Oleh: Prof. Dr. Ali Jum’ah Muhammad Abd al-Wahhab
(Ulama Besar Al-Azhar Kairo/Mufti Mesir tahun 2003-2013)
Seorang anak ayahnya sudah meninggal dunia. Ayah itu menikahi ibunya pada bulan Ramadhan. Ayah dan Ibunya ketika itu mengira bahwa menikah merupakan salah satu alasan yang dibenarkan untuk tidak berpuasa. Mereka pun tidak berpuasa selama satu bulan penuh. Menurut penuturan ibunya, sang ibu telah membayar utang puasanya tersebut. Tetapi, sang ayah yang sudah meningga dunia belum membayar utang puasanya. Apakah anaknya boleh membayarkan utang puasa ayahnya? Dan adakah kewajiban-kewajiban lain?

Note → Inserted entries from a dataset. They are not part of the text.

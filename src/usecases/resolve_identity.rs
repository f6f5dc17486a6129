//! Get-or-create identity over the durable profile.
//!
//! Resolution never fails: a missing, unreadable, or invalid profile simply
//! means setup is needed. Accepting a name validates it and persists it; a
//! persist failure is logged and the accepted name still becomes the session
//! identity, so the only user-facing error condition is invalid input.

use crate::{
    domain::identity::{DisplayName, DisplayNameError},
    infra::{contracts::ProfileStore, profile::Profile},
};

const IDENTITY_PROFILE_LOAD_FAILED: &str = "IDENTITY_PROFILE_LOAD_FAILED";
const IDENTITY_PROFILE_SAVE_FAILED: &str = "IDENTITY_PROFILE_SAVE_FAILED";
const IDENTITY_STORED_NAME_INVALID: &str = "IDENTITY_STORED_NAME_INVALID";

#[derive(Debug, Clone, PartialEq, Eq)]
pub enum IdentityResolution {
    Established(DisplayName),
    NeedsSetup,
}

/// Reads the persisted display name without prompting.
pub fn resolve_identity(profile: &dyn ProfileStore) -> IdentityResolution {
    let stored = match profile.load() {
        Ok(profile) => profile.display_name,
        Err(error) => {
            tracing::warn!(
                code = IDENTITY_PROFILE_LOAD_FAILED,
                error = %error,
                "profile unreadable; asking for a new display name"
            );
            None
        }
    };

    let Some(raw) = stored else {
        return IdentityResolution::NeedsSetup;
    };

    match DisplayName::parse(&raw) {
        Ok(name) => IdentityResolution::Established(name),
        Err(error) => {
            tracing::warn!(
                code = IDENTITY_STORED_NAME_INVALID,
                reason = ?error,
                "persisted display name is invalid; asking for a new one"
            );
            IdentityResolution::NeedsSetup
        }
    }
}

/// Validates a newly chosen display name and persists it under the fixed
/// profile key. Later resolutions return it without prompting.
pub fn accept_identity(
    profile: &mut dyn ProfileStore,
    raw: &str,
) -> Result<DisplayName, DisplayNameError> {
    let name = DisplayName::parse(raw)?;

    let mut stored = profile.load().unwrap_or_else(|error| {
        tracing::warn!(
            code = IDENTITY_PROFILE_LOAD_FAILED,
            error = %error,
            "profile unreadable; rewriting it from scratch"
        );
        Profile::default()
    });
    stored.display_name = Some(name.as_str().to_owned());

    if let Err(error) = profile.save(&stored) {
        tracing::warn!(
            code = IDENTITY_PROFILE_SAVE_FAILED,
            error = %error,
            "display name not persisted; keeping it for this session only"
        );
    }

    Ok(name)
}

#[cfg(test)]
mod tests {
    use super::*;
    use crate::infra::stubs::MemoryProfileStore;

    #[test]
    fn resolves_persisted_name_without_setup() {
        let store = MemoryProfileStore::with_display_name("Ann");

        let resolution = resolve_identity(&store);

        assert_eq!(
            resolution,
            IdentityResolution::Established(DisplayName::parse("Ann").expect("valid name"))
        );
    }

    #[test]
    fn missing_name_needs_setup() {
        let store = MemoryProfileStore::default();

        assert_eq!(resolve_identity(&store), IdentityResolution::NeedsSetup);
    }

    #[test]
    fn invalid_persisted_name_needs_setup() {
        let store = MemoryProfileStore::with_display_name("A");

        assert_eq!(resolve_identity(&store), IdentityResolution::NeedsSetup);
    }

    #[test]
    fn unreadable_profile_needs_setup() {
        let store = MemoryProfileStore {
            fail_load: true,
            ..MemoryProfileStore::default()
        };

        assert_eq!(resolve_identity(&store), IdentityResolution::NeedsSetup);
    }

    #[test]
    fn accepting_persists_the_trimmed_name() {
        let mut store = MemoryProfileStore::default();

        let name = accept_identity(&mut store, "  Ann  ").expect("name must be accepted");

        assert_eq!(name.as_str(), "Ann");
        assert_eq!(store.profile.display_name.as_deref(), Some("Ann"));
    }

    #[test]
    fn accepting_preserves_the_theme_preference() {
        let mut store = MemoryProfileStore::default();
        store.profile.theme = Some("light".to_owned());

        accept_identity(&mut store, "Ann").expect("name must be accepted");

        assert_eq!(store.profile.theme.as_deref(), Some("light"));
    }

    #[test]
    fn accepting_rejects_short_names_without_saving() {
        let mut store = MemoryProfileStore::default();

        let result = accept_identity(&mut store, "A");

        assert_eq!(result, Err(DisplayNameError::TooShort { min: 2 }));
        assert_eq!(store.save_count, 0);
    }

    #[test]
    fn accepted_name_survives_a_failed_save() {
        let mut store = MemoryProfileStore {
            fail_save: true,
            ..MemoryProfileStore::default()
        };

        let name = accept_identity(&mut store, "Ann").expect("name must be accepted");

        assert_eq!(name.as_str(), "Ann");
        assert_eq!(store.profile.display_name, None);
    }

    #[test]
    fn accepted_name_resolves_on_the_next_load() {
        let mut store = MemoryProfileStore::default();
        let name = accept_identity(&mut store, "Ann").expect("name must be accepted");

        assert_eq!(resolve_identity(&store), IdentityResolution::Established(name));
    }
}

Jika sang ayah tidak berpuasa dengan makan dan minum dan sama sekali tidak pernah berniat puasa, karena menduga ketika itu dia tidak wajib berpuasa lantaran baru menikah itu adalah dugaan yang keliru, maka dia wajib membayar semua puasa Ramadhannya saja tanpa harus membayar kafarat. Sebab, hubungan badan yang mereka lakukan itu terjadi dalam keadaan mereka sedang tidak berpuasa, atau terjadi setelah mereka membatalkan puasanya. Sang anak berkewajiban membayarkan fidyahnya atas nama ayahnya berupa memberi makan satu orang miskin untuk setiap puasa yang ditinggalkan ayahnya. Dalam kasus yang ditanyakan, sang anak harus memberi makan 30 orang miskin sebagai kafarat atas nama ayahnya.
Sumber: Syaikh Ali Jum’ah Menjawab 99 Soal Keislaman: Menyorot Problematika Fiqih Ibadah, Fiqih Muamalah, Hingga Fiqih Kedokteran dan Sains. Penyadur: Muhammad Arifin, Penyunting: Faiq Ihsan Anshari, Tangerang: Lentera Hati: Cetakan I, 2014. Hal. 93-94.